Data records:
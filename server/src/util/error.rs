/*
 * Created on Tue Mar 07 2023
 *
 * This file is a part of Skytree
 * Skytree is a free and open-source distributed dataset tree written by
 * Sayan Nandan ("the Author") with the vision to provide an ordered,
 * dynamically rebalancing partition of the keyspace without compromising
 * on correctness or availability.
 *
 * Copyright (c) 2023, Sayan Nandan <ohsayan@outlook.com>
 *
 * This program is free software: you can redistribute it and/or modify
 * it under the terms of the GNU Affero General Public License as published by
 * the Free Software Foundation, either version 3 of the License, or
 * (at your option) any later version.
 *
 * This program is distributed in the hope that it will be useful,
 * but WITHOUT ANY WARRANTY; without even the implied warranty of
 * MERCHANTABILITY or FITNESS FOR A PARTICULAR PURPOSE. See the
 * GNU Affero General Public License for more details.
 *
 * You should have received a copy of the GNU Affero General Public License
 * along with this program. If not, see <https://www.gnu.org/licenses/>.
 *
*/

use crate::config::ConfigError;
use crate::node::kids::KidsError;
use std::fmt;

pub type TreeResult<T> = Result<T, Error>;

#[derive(Debug)]
pub enum Error {
    /// A protocol violation. These are fatal: the node that observes one is
    /// aborted by the runtime
    Internal(String),
    /// A `KidSet` contract violation
    Kids(KidsError),
    /// A bad configuration
    Config(ConfigError),
}

impl Error {
    pub fn internal(msg: impl ToString) -> Self {
        Self::Internal(msg.to_string())
    }
}

impl fmt::Display for Error {
    fn fmt(&self, f: &mut fmt::Formatter<'_>) -> fmt::Result {
        match self {
            Self::Internal(msg) => write!(f, "Internal error: {}", msg),
            Self::Kids(kerr) => write!(f, "Kid set error: {}", kerr),
            Self::Config(cerr) => write!(f, "Configuration error: {}", cerr),
        }
    }
}

impl std::error::Error for Error {}

impl From<KidsError> for Error {
    fn from(kerr: KidsError) -> Self {
        Self::Kids(kerr)
    }
}

impl From<ConfigError> for Error {
    fn from(cerr: ConfigError) -> Self {
        Self::Config(cerr)
    }
}
/*
 * Created on Mon Mar 06 2023
 *
 * This file is a part of Skytree
 * Skytree is a free and open-source distributed dataset tree written by
 * Sayan Nandan ("the Author") with the vision to provide an ordered,
 * dynamically rebalancing partition of the keyspace without compromising
 * on correctness or availability.
 *
 * Copyright (c) 2023, Sayan Nandan <ohsayan@outlook.com>
 *
 * This program is free software: you can redistribute it and/or modify
 * it under the terms of the GNU Affero General Public License as published by
 * the Free Software Foundation, either version 3 of the License, or
 * (at your option) any later version.
 *
 * This program is distributed in the hope that it will be useful,
 * but WITHOUT ANY WARRANTY; without even the implied warranty of
 * MERCHANTABILITY or FITNESS FOR A PARTICULAR PURPOSE. See the
 * GNU Affero General Public License for more details.
 *
 * You should have received a copy of the GNU Affero General Public License
 * along with this program. If not, see <https://www.gnu.org/licenses/>.
 *
*/

//! Helpers shared by the `skytreed` daemon and any companion tools

pub mod util;
use std::error::Error;

/// A generic result
pub type TResult<T> = Result<T, Box<dyn Error>>;
/// The current version of the project
pub const VERSION: &str = env!("CARGO_PKG_VERSION");
/// The URL of the project
pub const URL: &str = "https://github.com/skytree/skytree";
/*
 * Created on Mon Mar 13 2023
 *
 * This file is a part of Skytree
 * Skytree is a free and open-source distributed dataset tree written by
 * Sayan Nandan ("the Author") with the vision to provide an ordered,
 * dynamically rebalancing partition of the keyspace without compromising
 * on correctness or availability.
 *
 * Copyright (c) 2023, Sayan Nandan <ohsayan@outlook.com>
 *
 * This program is free software: you can redistribute it and/or modify
 * it under the terms of the GNU Affero General Public License as published by
 * the Free Software Foundation, either version 3 of the License, or
 * (at your option) any later version.
 *
 * This program is distributed in the hope that it will be useful,
 * but WITHOUT ANY WARRANTY; without even the implied warranty of
 * MERCHANTABILITY or FITNESS FOR A PARTICULAR PURPOSE. See the
 * GNU Affero General Public License for more details.
 *
 * You should have received a copy of the GNU Affero General Public License
 * along with this program. If not, see <https://www.gnu.org/licenses/>.
 *
*/

use super::{api_roundtrip, api_roundtrip_err};
use crate::ids::{LinkKey, NodeId};
use crate::keyspace::Interval;
use crate::msg::NodeHandle;
use crate::node::api::{ApiRequest, CapacityInfo, DataLinkInfo, KidInfo, NodeStats};
use crate::util::TreeResult;
use tokio::sync::{mpsc, oneshot};

/// Request/response client for one node's API surface
#[derive(Clone)]
pub struct ApiClient {
    tx: mpsc::UnboundedSender<ApiRequest>,
}

impl ApiClient {
    pub(super) fn new(tx: mpsc::UnboundedSender<ApiRequest>) -> Self {
        Self { tx }
    }

    pub async fn get_kids(&self) -> TreeResult<Vec<KidInfo>> {
        let (tx, rx) = oneshot::channel();
        api_roundtrip(&self.tx, ApiRequest::GetKids(tx), rx).await
    }

    pub async fn get_stats(&self) -> TreeResult<NodeStats> {
        let (tx, rx) = oneshot::channel();
        api_roundtrip(&self.tx, ApiRequest::GetStats(tx), rx).await
    }

    pub async fn get_interval(&self) -> TreeResult<Interval> {
        let (tx, rx) = oneshot::channel();
        api_roundtrip(&self.tx, ApiRequest::GetInterval(tx), rx).await
    }

    pub async fn get_capacity(&self) -> TreeResult<CapacityInfo> {
        let (tx, rx) = oneshot::channel();
        api_roundtrip(&self.tx, ApiRequest::GetCapacity(tx), rx).await
    }

    pub async fn get_senders(&self) -> TreeResult<Vec<(LinkKey, NodeHandle)>> {
        let (tx, rx) = oneshot::channel();
        api_roundtrip(&self.tx, ApiRequest::GetSenders(tx), rx).await
    }

    pub async fn get_receivers(&self) -> TreeResult<Vec<(LinkKey, NodeHandle)>> {
        let (tx, rx) = oneshot::channel();
        api_roundtrip(&self.tx, ApiRequest::GetReceivers(tx), rx).await
    }

    pub async fn get_leftmost_kids(&self) -> TreeResult<Vec<NodeHandle>> {
        let (tx, rx) = oneshot::channel();
        api_roundtrip(&self.tx, ApiRequest::GetLeftmostKids(tx), rx).await
    }

    pub async fn get_data_link(&self, link_key: LinkKey) -> TreeResult<Option<DataLinkInfo>> {
        let (tx, rx) = oneshot::channel();
        api_roundtrip(&self.tx, ApiRequest::GetDataLink { link_key, resp: tx }, rx).await
    }

    /// Ask the node to remove the identified leaf kid (runs as a
    /// `RemoveLeaf` transaction the next time the node is idle)
    pub fn remove_leaf(&self, kid_id: NodeId) -> TreeResult<()> {
        self.tx
            .send(ApiRequest::RemoveLeaf { kid_id })
            .map_err(|_| api_roundtrip_err())
    }

    pub fn kill_node(&self) -> TreeResult<()> {
        self.tx
            .send(ApiRequest::KillNode)
            .map_err(|_| api_roundtrip_err())
    }
}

PROBLEM TO WORK ON =>
Every record, copied exactly, is the expected answer.

THE ANSWER =>
filename server/src/util/error.rs
/*
 * Created on Tue Mar 07 2023
 *
 * This file is a part of Skytree
 * Skytree is a free and open-source distributed dataset tree written by
 * Sayan Nandan ("the Author") with the vision to provide an ordered,
 * dynamically rebalancing partition of the keyspace without compromising
 * on correctness or availability.
 *
 * Copyright (c) 2023, Sayan Nandan <ohsayan@outlook.com>
 *
 * This program is free software: you can redistribute it and/or modify
 * it under the terms of the GNU Affero General Public License as published by
 * the Free Software Foundation, either version 3 of the License, or
 * (at your option) any later version.
 *
 * This program is distributed in the hope that it will be useful,
 * but WITHOUT ANY WARRANTY; without even the implied warranty of
 * MERCHANTABILITY or FITNESS FOR A PARTICULAR PURPOSE. See the
 * GNU Affero General Public License for more details.
 *
 * You should have received a copy of the GNU Affero General Public License
 * along with this program. If not, see <https://www.gnu.org/licenses/>.
 *
*/

use crate::config::ConfigError;
use crate::node::kids::KidsError;
use std::fmt;

pub type TreeResult<T> = Result<T, Error>;

#[derive(Debug)]
pub enum Error {
    /// A protocol violation. These are fatal: the node that observes one is
    /// aborted by the runtime
    Internal(String),
    /// A `KidSet` contract violation
    Kids(KidsError),
    /// A bad configuration
    Config(ConfigError),
}

impl Error {
    pub fn internal(msg: impl ToString) -> Self {
        Self::Internal(msg.to_string())
    }
}

impl fmt::Display for Error {
    fn fmt(&self, f: &mut fmt::Formatter<'_>) -> fmt::Result {
        match self {
            Self::Internal(msg) => write!(f, "Internal error: {}", msg),
            Self::Kids(kerr) => write!(f, "Kid set error: {}", kerr),
            Self::Config(cerr) => write!(f, "Configuration error: {}", cerr),
        }
    }
}

impl std::error::Error for Error {}

impl From<KidsError> for Error {
    fn from(kerr: KidsError) -> Self {
        Self::Kids(kerr)
    }
}

impl From<ConfigError> for Error {
    fn from(cerr: ConfigError) -> Self {
        Self::Config(cerr)
    }
}
/*
 * Created on Mon Mar 06 2023
 *
 * This file is a part of Skytree
 * Skytree is a free and open-source distributed dataset tree written by
 * Sayan Nandan ("the Author") with the vision to provide an ordered,
 * dynamically rebalancing partition of the keyspace without compromising
 * on correctness or availability.
 *
 * Copyright (c) 2023, Sayan Nandan <ohsayan@outlook.com>
 *
 * This program is free software: you can redistribute it and/or modify
 * it under the terms of the GNU Affero General Public License as published by
 * the Free Software Foundation, either version 3 of the License, or
 * (at your option) any later version.
 *
 * This program is distributed in the hope that it will be useful,
 * but WITHOUT ANY WARRANTY; without even the implied warranty of
 * MERCHANTABILITY or FITNESS FOR A PARTICULAR PURPOSE. See the
 * GNU Affero General Public License for more details.
 *
 * You should have received a copy of the GNU Affero General Public License
 * along with this program. If not, see <https://www.gnu.org/licenses/>.
 *
*/

//! Helpers shared by the `skytreed` daemon and any companion tools

pub mod util;
use std::error::Error;

/// A generic result
pub type TResult<T> = Result<T, Box<dyn Error>>;
/// The current version of the project
pub const VERSION: &str = env!("CARGO_PKG_VERSION");
/// The URL of the project
pub const URL: &str = "https://github.com/skytree/skytree";
/*
 * Created on Mon Mar 13 2023
 *
 * This file is a part of Skytree
 * Skytree is a free and open-source distributed dataset tree written by
 * Sayan Nandan ("the Author") with the vision to provide an ordered,
 * dynamically rebalancing partition of the keyspace without compromising
 * on correctness or availability.
 *
 * Copyright (c) 2023, Sayan Nandan <ohsayan@outlook.com>
 *
 * This program is free software: you can redistribute it and/or modify
 * it under the terms of the GNU Affero General Public License as published by
 * the Free Software Foundation, either version 3 of the License, or
 * (at your option) any later version.
 *
 * This program is distributed in the hope that it will be useful,
 * but WITHOUT ANY WARRANTY; without even the implied warranty of
 * MERCHANTABILITY or FITNESS FOR A PARTICULAR PURPOSE. See the
 * GNU Affero General Public License for more details.
 *
 * You should have received a copy of the GNU Affero General Public License
 * along with this program. If not, see <https://www.gnu.org/licenses/>.
 *
*/

use super::{api_roundtrip, api_roundtrip_err};
use crate::ids::{LinkKey, NodeId};
use crate::keyspace::Interval;
use crate::msg::NodeHandle;
use crate::node::api::{ApiRequest, CapacityInfo, DataLinkInfo, KidInfo, NodeStats};
use crate::util::TreeResult;
use tokio::sync::{mpsc, oneshot};

/// Request/response client for one node's API surface
#[derive(Clone)]
pub struct ApiClient {
    tx: mpsc::UnboundedSender<ApiRequest>,
}

impl ApiClient {
    pub(super) fn new(tx: mpsc::UnboundedSender<ApiRequest>) -> Self {
        Self { tx }
    }

    pub async fn get_kids(&self) -> TreeResult<Vec<KidInfo>> {
        let (tx, rx) = oneshot::channel();
        api_roundtrip(&self.tx, ApiRequest::GetKids(tx), rx).await
    }

    pub async fn get_stats(&self) -> TreeResult<NodeStats> {
        let (tx, rx) = oneshot::channel();
        api_roundtrip(&self.tx, ApiRequest::GetStats(tx), rx).await
    }

    pub async fn get_interval(&self) -> TreeResult<Interval> {
        let (tx, rx) = oneshot::channel();
        api_roundtrip(&self.tx, ApiRequest::GetInterval(tx), rx).await
    }

    pub async fn get_capacity(&self) -> TreeResult<CapacityInfo> {
        let (tx, rx) = oneshot::channel();
        api_roundtrip(&self.tx, ApiRequest::GetCapacity(tx), rx).await
    }

    pub async fn get_senders(&self) -> TreeResult<Vec<(LinkKey, NodeHandle)>> {
        let (tx, rx) = oneshot::channel();
        api_roundtrip(&self.tx, ApiRequest::GetSenders(tx), rx).await
    }

    pub async fn get_receivers(&self) -> TreeResult<Vec<(LinkKey, NodeHandle)>> {
        let (tx, rx) = oneshot::channel();
        api_roundtrip(&self.tx, ApiRequest::GetReceivers(tx), rx).await
    }

    pub async fn get_leftmost_kids(&self) -> TreeResult<Vec<NodeHandle>> {
        let (tx, rx) = oneshot::channel();
        api_roundtrip(&self.tx, ApiRequest::GetLeftmostKids(tx), rx).await
    }

    pub async fn get_data_link(&self, link_key: LinkKey) -> TreeResult<Option<DataLinkInfo>> {
        let (tx, rx) = oneshot::channel();
        api_roundtrip(&self.tx, ApiRequest::GetDataLink { link_key, resp: tx }, rx).await
    }

    /// Ask the node to remove the identified leaf kid (runs as a
    /// `RemoveLeaf` transaction the next time the node is idle)
    pub fn remove_leaf(&self, kid_id: NodeId) -> TreeResult<()> {
        self.tx
            .send(ApiRequest::RemoveLeaf { kid_id })
            .map_err(|_| api_roundtrip_err())
    }

    pub fn kill_node(&self) -> TreeResult<()> {
        self.tx
            .send(ApiRequest::KillNode)
            .map_err(|_| api_roundtrip_err())
    }
}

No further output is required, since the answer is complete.